**Your goal**
The line count for "OrderRequest" is all that is needed: say how many lines in the listing below contain it.
----------
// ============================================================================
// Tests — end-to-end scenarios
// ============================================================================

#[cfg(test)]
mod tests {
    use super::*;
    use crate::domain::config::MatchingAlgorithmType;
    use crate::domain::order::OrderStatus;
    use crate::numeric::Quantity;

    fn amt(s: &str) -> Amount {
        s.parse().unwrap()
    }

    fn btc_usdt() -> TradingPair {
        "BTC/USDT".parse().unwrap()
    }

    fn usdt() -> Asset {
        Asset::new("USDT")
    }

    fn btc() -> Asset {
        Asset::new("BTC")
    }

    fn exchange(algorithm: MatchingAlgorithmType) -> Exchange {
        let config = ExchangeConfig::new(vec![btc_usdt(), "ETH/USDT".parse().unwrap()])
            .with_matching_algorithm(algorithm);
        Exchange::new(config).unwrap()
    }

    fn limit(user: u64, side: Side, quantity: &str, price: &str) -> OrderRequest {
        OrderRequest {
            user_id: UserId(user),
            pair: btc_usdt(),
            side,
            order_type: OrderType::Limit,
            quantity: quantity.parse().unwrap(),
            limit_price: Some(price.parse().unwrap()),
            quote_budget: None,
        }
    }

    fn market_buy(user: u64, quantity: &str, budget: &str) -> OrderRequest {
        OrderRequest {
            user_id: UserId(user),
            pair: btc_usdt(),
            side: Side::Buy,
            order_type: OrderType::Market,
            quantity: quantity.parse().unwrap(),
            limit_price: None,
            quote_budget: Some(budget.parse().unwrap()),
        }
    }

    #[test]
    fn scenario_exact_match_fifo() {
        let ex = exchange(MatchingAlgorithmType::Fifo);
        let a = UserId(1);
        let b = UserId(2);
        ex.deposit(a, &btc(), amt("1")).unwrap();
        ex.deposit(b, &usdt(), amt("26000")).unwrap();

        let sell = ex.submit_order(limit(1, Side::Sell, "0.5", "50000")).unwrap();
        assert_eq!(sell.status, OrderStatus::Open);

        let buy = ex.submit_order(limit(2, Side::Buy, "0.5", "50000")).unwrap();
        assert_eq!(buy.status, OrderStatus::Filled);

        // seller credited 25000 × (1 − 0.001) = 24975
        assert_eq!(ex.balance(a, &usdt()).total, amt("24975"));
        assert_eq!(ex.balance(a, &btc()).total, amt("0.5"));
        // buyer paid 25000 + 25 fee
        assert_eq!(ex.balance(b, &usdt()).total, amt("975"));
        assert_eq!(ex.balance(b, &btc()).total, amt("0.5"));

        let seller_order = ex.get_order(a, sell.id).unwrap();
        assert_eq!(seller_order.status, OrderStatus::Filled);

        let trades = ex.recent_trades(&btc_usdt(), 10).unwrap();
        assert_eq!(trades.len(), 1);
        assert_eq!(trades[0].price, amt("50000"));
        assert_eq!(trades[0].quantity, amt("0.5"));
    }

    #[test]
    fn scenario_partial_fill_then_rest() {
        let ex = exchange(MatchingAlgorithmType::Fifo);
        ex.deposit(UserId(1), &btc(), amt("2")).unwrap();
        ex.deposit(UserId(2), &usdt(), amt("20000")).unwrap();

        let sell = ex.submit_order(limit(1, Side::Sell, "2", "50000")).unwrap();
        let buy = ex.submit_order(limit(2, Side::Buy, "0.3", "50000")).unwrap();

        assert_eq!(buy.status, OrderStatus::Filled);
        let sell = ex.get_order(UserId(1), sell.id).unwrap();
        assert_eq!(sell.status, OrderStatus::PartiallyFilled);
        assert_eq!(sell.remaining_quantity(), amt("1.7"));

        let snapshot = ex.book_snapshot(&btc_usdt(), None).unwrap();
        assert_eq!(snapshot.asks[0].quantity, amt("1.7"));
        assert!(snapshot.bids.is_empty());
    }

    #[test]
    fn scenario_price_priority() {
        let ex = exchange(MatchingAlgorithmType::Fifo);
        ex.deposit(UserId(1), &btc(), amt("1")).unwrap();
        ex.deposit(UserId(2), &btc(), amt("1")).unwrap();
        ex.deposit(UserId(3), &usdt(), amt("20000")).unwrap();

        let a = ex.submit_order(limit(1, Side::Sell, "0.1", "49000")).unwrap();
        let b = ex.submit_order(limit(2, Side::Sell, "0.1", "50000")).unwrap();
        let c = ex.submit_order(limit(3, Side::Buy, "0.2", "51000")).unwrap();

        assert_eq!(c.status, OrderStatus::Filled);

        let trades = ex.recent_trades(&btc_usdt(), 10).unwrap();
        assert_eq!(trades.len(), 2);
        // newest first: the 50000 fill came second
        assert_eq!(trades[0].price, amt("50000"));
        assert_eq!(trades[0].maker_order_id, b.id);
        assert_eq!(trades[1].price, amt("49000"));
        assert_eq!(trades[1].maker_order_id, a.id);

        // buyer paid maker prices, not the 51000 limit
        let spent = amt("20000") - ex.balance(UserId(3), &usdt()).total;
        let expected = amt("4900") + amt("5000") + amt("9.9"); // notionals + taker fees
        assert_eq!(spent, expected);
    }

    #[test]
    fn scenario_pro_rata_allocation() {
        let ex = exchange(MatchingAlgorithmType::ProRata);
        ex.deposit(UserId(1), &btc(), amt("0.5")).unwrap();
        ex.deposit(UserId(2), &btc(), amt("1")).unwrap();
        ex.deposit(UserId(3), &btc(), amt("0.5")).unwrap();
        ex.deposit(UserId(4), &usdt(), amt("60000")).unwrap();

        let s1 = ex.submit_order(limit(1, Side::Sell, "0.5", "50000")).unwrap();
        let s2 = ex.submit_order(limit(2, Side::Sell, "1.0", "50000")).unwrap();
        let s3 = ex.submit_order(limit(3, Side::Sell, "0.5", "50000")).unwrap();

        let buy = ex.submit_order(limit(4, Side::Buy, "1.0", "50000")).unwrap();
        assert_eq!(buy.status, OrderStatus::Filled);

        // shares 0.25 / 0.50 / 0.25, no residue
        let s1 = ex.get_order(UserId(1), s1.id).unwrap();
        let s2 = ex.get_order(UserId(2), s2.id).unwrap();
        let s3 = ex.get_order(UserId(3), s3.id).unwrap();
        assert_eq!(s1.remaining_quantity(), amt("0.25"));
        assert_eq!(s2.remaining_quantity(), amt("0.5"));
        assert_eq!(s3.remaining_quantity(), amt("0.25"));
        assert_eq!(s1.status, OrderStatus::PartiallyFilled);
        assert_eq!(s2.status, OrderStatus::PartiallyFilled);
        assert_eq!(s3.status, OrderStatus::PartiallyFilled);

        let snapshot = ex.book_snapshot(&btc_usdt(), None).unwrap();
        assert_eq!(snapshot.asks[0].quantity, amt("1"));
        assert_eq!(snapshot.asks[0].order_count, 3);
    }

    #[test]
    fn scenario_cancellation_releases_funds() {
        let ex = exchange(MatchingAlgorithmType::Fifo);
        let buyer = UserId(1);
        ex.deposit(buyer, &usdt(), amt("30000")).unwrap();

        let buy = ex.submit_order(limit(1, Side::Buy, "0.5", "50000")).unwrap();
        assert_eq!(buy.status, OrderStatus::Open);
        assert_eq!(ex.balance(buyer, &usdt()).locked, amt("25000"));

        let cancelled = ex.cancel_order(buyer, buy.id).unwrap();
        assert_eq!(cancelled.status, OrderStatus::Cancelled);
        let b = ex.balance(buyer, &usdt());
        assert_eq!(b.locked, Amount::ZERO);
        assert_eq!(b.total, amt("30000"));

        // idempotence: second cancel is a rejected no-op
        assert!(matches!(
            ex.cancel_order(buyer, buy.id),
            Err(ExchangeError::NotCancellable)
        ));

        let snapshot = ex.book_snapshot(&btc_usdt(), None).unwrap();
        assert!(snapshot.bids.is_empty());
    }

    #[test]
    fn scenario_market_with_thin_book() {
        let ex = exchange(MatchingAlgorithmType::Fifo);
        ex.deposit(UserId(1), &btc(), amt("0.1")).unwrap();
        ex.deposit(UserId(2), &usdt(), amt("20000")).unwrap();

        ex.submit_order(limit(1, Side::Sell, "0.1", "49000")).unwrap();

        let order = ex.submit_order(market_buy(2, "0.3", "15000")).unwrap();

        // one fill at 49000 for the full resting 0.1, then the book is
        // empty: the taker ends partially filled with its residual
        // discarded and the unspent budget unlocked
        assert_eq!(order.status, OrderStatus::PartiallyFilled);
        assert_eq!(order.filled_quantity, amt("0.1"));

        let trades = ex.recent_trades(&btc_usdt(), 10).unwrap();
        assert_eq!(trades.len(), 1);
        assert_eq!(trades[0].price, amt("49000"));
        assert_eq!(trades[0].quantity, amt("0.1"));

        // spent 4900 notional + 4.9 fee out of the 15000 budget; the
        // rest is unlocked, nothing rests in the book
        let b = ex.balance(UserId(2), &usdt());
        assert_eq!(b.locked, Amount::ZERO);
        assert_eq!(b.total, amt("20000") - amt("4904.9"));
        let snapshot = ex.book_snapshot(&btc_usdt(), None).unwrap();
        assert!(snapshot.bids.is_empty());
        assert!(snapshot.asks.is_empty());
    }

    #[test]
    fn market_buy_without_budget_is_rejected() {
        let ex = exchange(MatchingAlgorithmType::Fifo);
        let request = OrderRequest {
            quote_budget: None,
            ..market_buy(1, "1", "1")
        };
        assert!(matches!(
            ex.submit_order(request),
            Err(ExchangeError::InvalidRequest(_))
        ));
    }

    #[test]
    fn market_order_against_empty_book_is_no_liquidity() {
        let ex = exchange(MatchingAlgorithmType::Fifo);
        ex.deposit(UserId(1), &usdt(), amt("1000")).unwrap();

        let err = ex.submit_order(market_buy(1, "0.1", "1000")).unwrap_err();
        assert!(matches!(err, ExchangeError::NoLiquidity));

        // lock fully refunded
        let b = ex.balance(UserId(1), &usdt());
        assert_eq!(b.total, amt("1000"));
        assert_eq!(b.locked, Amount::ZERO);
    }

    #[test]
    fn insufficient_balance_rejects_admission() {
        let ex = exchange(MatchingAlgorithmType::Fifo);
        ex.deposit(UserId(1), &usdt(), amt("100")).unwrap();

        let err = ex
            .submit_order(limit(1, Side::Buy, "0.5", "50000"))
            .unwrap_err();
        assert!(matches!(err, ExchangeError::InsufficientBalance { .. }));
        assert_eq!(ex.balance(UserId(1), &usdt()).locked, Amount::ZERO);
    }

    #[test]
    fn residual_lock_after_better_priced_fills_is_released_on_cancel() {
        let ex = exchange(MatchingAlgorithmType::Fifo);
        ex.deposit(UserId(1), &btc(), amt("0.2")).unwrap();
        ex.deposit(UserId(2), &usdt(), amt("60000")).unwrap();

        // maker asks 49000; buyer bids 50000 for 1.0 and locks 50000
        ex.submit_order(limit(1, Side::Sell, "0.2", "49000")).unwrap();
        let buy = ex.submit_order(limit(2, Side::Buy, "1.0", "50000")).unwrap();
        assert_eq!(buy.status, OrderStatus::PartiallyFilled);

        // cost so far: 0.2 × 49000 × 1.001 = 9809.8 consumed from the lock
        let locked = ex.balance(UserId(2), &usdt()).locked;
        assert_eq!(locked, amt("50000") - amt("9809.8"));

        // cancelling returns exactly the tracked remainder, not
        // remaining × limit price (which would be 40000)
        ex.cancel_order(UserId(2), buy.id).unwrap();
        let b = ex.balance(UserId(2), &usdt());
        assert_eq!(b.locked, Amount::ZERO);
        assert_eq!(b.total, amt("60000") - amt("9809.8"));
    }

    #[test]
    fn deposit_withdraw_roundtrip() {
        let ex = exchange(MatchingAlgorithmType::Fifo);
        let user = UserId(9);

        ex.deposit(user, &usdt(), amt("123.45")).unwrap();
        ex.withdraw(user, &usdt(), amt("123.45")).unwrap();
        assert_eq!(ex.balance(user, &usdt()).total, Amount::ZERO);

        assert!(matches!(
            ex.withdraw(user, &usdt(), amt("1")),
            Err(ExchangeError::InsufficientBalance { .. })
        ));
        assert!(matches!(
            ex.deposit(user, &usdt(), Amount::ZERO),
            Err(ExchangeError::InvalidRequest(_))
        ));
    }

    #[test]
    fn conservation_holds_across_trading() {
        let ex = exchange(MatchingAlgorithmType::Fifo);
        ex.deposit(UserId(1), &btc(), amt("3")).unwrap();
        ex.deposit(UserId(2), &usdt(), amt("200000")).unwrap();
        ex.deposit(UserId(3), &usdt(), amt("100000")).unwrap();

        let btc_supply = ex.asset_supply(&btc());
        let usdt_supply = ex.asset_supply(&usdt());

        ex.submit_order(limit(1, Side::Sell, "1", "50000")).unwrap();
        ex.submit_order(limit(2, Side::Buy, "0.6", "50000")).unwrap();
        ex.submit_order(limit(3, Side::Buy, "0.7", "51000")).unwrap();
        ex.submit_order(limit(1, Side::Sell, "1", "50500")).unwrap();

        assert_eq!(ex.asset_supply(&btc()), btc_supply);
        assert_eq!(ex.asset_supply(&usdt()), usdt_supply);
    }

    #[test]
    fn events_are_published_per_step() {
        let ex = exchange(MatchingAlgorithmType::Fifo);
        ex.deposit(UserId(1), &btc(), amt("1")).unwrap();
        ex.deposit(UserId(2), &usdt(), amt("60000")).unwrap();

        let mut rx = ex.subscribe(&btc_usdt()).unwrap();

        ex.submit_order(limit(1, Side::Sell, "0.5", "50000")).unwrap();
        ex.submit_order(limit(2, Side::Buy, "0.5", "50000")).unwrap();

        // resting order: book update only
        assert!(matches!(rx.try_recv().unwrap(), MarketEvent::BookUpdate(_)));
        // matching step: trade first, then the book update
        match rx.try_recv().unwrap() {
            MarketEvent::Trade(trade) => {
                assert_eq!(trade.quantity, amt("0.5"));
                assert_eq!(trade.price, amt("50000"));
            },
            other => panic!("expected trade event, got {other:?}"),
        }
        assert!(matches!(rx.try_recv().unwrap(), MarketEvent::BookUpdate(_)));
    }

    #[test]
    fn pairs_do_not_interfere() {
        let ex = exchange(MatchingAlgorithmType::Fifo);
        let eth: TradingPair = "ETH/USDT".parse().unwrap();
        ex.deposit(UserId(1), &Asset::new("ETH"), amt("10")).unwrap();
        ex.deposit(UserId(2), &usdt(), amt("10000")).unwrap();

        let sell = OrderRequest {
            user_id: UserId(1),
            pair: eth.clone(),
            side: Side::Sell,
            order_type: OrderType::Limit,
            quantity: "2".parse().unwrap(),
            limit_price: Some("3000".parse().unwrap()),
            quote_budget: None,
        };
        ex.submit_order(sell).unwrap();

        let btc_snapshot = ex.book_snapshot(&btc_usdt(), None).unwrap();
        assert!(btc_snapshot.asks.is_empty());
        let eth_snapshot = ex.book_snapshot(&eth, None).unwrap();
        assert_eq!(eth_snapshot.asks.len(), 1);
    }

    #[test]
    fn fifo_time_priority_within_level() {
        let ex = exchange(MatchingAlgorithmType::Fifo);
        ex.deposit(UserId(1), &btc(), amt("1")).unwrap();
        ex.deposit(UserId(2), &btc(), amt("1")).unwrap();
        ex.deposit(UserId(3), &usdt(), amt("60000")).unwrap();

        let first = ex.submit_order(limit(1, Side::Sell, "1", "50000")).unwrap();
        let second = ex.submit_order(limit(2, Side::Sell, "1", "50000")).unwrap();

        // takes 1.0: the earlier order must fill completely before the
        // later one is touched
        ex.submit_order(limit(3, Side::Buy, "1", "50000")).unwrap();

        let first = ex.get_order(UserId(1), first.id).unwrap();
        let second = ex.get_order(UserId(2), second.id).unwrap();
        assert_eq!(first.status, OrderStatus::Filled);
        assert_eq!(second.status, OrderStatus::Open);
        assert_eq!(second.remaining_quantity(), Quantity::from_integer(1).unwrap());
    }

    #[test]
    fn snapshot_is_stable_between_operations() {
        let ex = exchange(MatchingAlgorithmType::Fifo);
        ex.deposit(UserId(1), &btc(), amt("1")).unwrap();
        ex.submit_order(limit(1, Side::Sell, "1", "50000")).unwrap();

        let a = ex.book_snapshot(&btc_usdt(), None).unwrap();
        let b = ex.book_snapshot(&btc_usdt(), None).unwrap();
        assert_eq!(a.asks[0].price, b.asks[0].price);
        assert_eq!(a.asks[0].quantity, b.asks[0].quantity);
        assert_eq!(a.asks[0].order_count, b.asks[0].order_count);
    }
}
----------
**Result for this exercise**
6